Top of RECORDS TO USE

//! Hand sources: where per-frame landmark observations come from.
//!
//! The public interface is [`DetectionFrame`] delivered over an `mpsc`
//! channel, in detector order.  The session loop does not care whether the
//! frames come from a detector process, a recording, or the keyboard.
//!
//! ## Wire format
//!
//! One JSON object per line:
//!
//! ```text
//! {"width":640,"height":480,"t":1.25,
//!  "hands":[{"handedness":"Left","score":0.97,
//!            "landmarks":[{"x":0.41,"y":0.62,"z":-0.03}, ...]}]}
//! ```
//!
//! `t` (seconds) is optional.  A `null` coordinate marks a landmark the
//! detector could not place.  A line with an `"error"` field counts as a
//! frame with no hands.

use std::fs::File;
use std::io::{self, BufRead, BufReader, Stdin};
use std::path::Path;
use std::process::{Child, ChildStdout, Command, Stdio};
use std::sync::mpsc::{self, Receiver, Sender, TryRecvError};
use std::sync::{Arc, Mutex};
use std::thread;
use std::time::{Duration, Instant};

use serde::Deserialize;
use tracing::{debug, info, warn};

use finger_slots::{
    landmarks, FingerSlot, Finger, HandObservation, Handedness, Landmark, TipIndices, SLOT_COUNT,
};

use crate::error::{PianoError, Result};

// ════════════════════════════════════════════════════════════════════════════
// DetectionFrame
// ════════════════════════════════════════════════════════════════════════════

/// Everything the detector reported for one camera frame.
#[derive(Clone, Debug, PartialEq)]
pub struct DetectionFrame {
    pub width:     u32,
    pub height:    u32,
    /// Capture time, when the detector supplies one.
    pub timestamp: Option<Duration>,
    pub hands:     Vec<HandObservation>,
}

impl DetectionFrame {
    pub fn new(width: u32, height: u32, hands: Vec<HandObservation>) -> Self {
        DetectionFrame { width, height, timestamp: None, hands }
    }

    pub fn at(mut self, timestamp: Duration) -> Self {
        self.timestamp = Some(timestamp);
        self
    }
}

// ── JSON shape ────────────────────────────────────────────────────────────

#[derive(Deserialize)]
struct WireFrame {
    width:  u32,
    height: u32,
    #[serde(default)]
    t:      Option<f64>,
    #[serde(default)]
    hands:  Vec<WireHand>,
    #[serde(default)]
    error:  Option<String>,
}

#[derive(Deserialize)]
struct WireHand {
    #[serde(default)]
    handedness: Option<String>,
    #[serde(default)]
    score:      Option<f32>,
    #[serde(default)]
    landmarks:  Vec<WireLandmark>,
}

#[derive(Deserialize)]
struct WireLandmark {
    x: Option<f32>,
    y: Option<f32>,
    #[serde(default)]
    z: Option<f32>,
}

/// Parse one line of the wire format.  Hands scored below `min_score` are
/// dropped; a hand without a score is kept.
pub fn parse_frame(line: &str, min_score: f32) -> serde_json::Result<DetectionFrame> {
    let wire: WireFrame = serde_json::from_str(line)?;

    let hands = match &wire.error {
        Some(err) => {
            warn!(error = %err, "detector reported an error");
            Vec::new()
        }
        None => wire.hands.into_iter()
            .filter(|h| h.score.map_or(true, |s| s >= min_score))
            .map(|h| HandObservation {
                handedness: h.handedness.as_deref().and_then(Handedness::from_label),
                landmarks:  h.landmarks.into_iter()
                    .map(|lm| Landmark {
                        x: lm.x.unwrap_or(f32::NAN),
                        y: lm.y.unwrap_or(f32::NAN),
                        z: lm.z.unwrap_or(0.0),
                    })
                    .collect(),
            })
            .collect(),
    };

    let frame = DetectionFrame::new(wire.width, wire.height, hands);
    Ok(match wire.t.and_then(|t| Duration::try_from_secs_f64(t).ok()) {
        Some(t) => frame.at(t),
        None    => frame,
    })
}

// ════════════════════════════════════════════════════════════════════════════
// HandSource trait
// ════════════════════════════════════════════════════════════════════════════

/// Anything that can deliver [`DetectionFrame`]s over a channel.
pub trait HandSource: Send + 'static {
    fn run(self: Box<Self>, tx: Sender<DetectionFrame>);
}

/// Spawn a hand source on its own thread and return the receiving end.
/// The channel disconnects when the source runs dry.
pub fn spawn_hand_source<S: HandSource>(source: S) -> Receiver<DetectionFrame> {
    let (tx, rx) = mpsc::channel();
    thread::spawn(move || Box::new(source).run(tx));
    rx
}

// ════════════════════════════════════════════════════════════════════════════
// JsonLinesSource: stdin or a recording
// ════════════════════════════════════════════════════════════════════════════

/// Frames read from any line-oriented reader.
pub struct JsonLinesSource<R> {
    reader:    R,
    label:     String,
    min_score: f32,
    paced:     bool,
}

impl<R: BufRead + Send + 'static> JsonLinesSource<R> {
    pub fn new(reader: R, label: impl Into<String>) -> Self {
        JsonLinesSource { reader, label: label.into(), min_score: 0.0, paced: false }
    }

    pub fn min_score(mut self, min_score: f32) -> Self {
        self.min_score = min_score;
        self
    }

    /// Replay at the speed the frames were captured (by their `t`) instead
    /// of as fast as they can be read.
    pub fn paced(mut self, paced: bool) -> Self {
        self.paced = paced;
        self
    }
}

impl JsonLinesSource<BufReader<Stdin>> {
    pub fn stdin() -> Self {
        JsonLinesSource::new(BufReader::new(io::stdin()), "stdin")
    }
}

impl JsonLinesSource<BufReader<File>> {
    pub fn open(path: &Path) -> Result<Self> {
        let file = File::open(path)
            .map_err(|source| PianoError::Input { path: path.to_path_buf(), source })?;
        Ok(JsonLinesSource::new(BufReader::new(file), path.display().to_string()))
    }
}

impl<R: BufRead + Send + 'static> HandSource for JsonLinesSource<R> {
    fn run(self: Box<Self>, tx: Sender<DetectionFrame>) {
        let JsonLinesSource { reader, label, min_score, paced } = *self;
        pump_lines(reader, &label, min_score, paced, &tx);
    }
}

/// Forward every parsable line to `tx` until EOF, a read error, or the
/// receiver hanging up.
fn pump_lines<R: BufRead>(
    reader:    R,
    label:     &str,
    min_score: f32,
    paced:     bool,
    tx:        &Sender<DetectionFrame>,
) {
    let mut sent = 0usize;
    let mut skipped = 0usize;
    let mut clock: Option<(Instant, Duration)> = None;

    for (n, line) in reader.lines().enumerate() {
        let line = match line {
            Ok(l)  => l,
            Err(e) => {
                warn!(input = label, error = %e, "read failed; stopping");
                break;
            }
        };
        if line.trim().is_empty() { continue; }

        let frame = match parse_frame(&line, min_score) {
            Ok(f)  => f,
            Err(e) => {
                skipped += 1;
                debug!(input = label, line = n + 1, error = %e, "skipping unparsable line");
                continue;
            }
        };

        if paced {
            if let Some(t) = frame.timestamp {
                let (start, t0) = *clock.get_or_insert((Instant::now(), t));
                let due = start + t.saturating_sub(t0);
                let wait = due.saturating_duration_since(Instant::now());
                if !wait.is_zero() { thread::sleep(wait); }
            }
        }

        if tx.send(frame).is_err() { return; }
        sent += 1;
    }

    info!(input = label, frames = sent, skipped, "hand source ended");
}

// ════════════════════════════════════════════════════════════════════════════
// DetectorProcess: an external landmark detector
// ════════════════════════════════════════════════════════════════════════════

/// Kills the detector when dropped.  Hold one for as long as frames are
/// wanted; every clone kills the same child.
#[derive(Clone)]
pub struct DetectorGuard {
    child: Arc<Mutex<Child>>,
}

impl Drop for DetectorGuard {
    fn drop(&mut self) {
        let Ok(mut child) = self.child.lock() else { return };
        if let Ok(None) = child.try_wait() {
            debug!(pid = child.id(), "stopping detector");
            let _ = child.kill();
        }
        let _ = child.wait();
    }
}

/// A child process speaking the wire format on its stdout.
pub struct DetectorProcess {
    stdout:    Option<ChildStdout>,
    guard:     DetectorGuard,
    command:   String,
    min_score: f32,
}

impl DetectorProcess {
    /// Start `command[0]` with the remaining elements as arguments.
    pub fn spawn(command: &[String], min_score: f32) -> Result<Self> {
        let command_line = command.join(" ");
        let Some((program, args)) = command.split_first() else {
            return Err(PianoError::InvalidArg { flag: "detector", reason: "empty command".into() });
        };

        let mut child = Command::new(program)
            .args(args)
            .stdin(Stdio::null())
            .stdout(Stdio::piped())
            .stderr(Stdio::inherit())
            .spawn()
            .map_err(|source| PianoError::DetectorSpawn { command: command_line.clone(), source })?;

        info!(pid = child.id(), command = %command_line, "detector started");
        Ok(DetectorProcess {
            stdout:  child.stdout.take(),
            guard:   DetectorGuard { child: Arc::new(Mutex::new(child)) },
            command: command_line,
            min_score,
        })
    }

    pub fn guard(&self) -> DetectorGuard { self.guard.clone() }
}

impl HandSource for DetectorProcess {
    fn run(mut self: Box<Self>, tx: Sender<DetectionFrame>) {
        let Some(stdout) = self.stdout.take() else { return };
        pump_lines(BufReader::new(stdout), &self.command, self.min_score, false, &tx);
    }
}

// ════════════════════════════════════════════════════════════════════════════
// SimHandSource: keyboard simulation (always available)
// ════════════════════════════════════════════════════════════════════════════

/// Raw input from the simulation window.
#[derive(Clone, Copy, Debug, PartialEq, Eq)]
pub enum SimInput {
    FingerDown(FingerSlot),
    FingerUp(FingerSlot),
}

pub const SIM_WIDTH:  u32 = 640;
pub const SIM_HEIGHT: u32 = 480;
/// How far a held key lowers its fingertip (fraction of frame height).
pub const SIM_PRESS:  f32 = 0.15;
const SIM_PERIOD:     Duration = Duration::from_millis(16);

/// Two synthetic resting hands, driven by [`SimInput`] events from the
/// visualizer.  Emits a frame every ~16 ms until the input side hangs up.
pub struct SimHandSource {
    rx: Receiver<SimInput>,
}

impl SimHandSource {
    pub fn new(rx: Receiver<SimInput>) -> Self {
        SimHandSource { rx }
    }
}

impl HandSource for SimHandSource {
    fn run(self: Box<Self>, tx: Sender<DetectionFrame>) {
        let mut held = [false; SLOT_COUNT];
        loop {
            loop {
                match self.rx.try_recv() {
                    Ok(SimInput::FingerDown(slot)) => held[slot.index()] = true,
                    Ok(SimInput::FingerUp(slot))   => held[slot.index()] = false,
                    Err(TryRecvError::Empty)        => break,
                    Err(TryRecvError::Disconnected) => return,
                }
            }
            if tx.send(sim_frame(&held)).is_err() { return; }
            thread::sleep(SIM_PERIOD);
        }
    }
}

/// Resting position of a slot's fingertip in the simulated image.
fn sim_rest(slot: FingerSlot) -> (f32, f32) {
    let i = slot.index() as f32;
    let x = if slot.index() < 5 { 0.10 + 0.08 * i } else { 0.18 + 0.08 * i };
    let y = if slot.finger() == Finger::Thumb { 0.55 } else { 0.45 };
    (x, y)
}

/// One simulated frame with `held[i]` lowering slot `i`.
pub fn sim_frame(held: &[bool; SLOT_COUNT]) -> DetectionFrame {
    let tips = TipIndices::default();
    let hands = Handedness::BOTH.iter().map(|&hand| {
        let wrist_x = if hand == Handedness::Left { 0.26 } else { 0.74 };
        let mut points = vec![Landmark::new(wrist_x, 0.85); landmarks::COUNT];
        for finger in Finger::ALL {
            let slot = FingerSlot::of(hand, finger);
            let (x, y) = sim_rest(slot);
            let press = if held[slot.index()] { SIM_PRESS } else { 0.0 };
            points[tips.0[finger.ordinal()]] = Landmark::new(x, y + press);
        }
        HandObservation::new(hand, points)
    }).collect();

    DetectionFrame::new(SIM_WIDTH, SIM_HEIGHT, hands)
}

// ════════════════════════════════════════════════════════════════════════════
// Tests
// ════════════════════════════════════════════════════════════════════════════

Bottom of RECORDS TO USE
Top of RECORDS TO USE

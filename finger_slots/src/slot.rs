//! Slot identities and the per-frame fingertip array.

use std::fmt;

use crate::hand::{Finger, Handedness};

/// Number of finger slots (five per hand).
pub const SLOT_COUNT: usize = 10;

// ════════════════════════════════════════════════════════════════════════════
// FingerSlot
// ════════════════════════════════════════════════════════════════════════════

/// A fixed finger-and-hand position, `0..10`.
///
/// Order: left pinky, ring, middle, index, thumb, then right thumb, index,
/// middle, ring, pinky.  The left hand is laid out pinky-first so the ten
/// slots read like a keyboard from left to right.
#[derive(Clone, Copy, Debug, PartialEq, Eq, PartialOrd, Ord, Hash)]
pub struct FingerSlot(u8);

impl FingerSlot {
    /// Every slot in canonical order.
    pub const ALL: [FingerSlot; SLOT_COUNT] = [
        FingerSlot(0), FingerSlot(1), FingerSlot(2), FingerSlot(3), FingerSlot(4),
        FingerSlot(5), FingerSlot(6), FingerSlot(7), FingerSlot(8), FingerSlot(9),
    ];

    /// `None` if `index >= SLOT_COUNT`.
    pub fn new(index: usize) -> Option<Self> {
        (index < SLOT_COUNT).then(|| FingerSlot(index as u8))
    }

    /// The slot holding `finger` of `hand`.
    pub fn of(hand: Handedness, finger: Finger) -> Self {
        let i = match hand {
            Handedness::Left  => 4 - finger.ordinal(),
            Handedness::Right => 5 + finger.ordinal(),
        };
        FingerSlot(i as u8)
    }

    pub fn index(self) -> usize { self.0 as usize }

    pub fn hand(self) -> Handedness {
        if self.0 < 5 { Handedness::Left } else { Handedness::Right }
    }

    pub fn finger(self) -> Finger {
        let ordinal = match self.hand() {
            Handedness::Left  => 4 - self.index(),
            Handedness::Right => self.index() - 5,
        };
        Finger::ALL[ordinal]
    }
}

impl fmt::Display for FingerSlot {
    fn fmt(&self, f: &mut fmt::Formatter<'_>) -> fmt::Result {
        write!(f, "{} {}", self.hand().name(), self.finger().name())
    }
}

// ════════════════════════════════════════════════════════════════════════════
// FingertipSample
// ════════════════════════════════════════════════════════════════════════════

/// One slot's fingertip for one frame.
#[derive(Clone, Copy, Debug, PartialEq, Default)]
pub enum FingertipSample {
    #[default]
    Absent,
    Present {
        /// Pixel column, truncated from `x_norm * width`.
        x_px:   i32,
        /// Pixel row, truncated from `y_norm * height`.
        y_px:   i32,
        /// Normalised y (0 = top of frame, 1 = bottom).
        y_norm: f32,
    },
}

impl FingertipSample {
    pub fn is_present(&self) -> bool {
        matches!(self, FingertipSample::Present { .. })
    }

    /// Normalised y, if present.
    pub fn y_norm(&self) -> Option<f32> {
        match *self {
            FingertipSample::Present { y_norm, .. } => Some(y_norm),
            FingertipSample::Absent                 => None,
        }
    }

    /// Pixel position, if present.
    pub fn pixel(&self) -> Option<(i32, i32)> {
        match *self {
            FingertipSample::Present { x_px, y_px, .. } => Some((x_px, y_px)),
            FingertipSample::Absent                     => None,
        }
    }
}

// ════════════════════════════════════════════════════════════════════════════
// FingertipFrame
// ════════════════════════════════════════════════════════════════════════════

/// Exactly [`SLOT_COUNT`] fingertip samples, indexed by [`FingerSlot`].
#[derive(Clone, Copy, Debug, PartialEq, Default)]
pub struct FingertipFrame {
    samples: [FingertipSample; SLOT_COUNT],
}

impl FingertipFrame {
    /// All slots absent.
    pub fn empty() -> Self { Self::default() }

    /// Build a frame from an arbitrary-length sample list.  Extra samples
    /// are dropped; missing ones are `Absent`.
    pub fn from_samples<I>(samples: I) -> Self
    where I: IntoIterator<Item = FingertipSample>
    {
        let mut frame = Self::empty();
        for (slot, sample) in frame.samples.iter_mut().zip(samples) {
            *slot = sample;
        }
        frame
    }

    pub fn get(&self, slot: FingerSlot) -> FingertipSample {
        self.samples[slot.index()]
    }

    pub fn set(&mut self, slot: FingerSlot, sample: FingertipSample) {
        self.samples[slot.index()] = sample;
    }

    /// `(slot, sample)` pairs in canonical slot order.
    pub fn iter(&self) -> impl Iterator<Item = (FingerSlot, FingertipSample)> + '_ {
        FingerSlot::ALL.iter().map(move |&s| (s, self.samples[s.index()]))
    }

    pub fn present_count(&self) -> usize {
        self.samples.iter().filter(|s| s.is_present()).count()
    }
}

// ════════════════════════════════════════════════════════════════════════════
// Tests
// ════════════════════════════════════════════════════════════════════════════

Bottom of RECORDS TO USE

Beginning at the line with "observations come from." and ending at the line with "counts as a", reproduce each line of the data above exactly, and add no other lines.

> _FINAL ANSWER_:
//! Hand sources: where per-frame landmark observations come from.
//!
//! The public interface is [`DetectionFrame`] delivered over an `mpsc`
//! channel, in detector order.  The session loop does not care whether the
//! frames come from a detector process, a recording, or the keyboard.
//!
//! ## Wire format
//!
//! One JSON object per line:
//!
//! ```text
//! {"width":640,"height":480,"t":1.25,
//!  "hands":[{"handedness":"Left","score":0.97,
//!            "landmarks":[{"x":0.41,"y":0.62,"z":-0.03}, ...]}]}
//! ```
//!
//! `t` (seconds) is optional.  A `null` coordinate marks a landmark the
//! detector could not place.  A line with an `"error"` field counts as a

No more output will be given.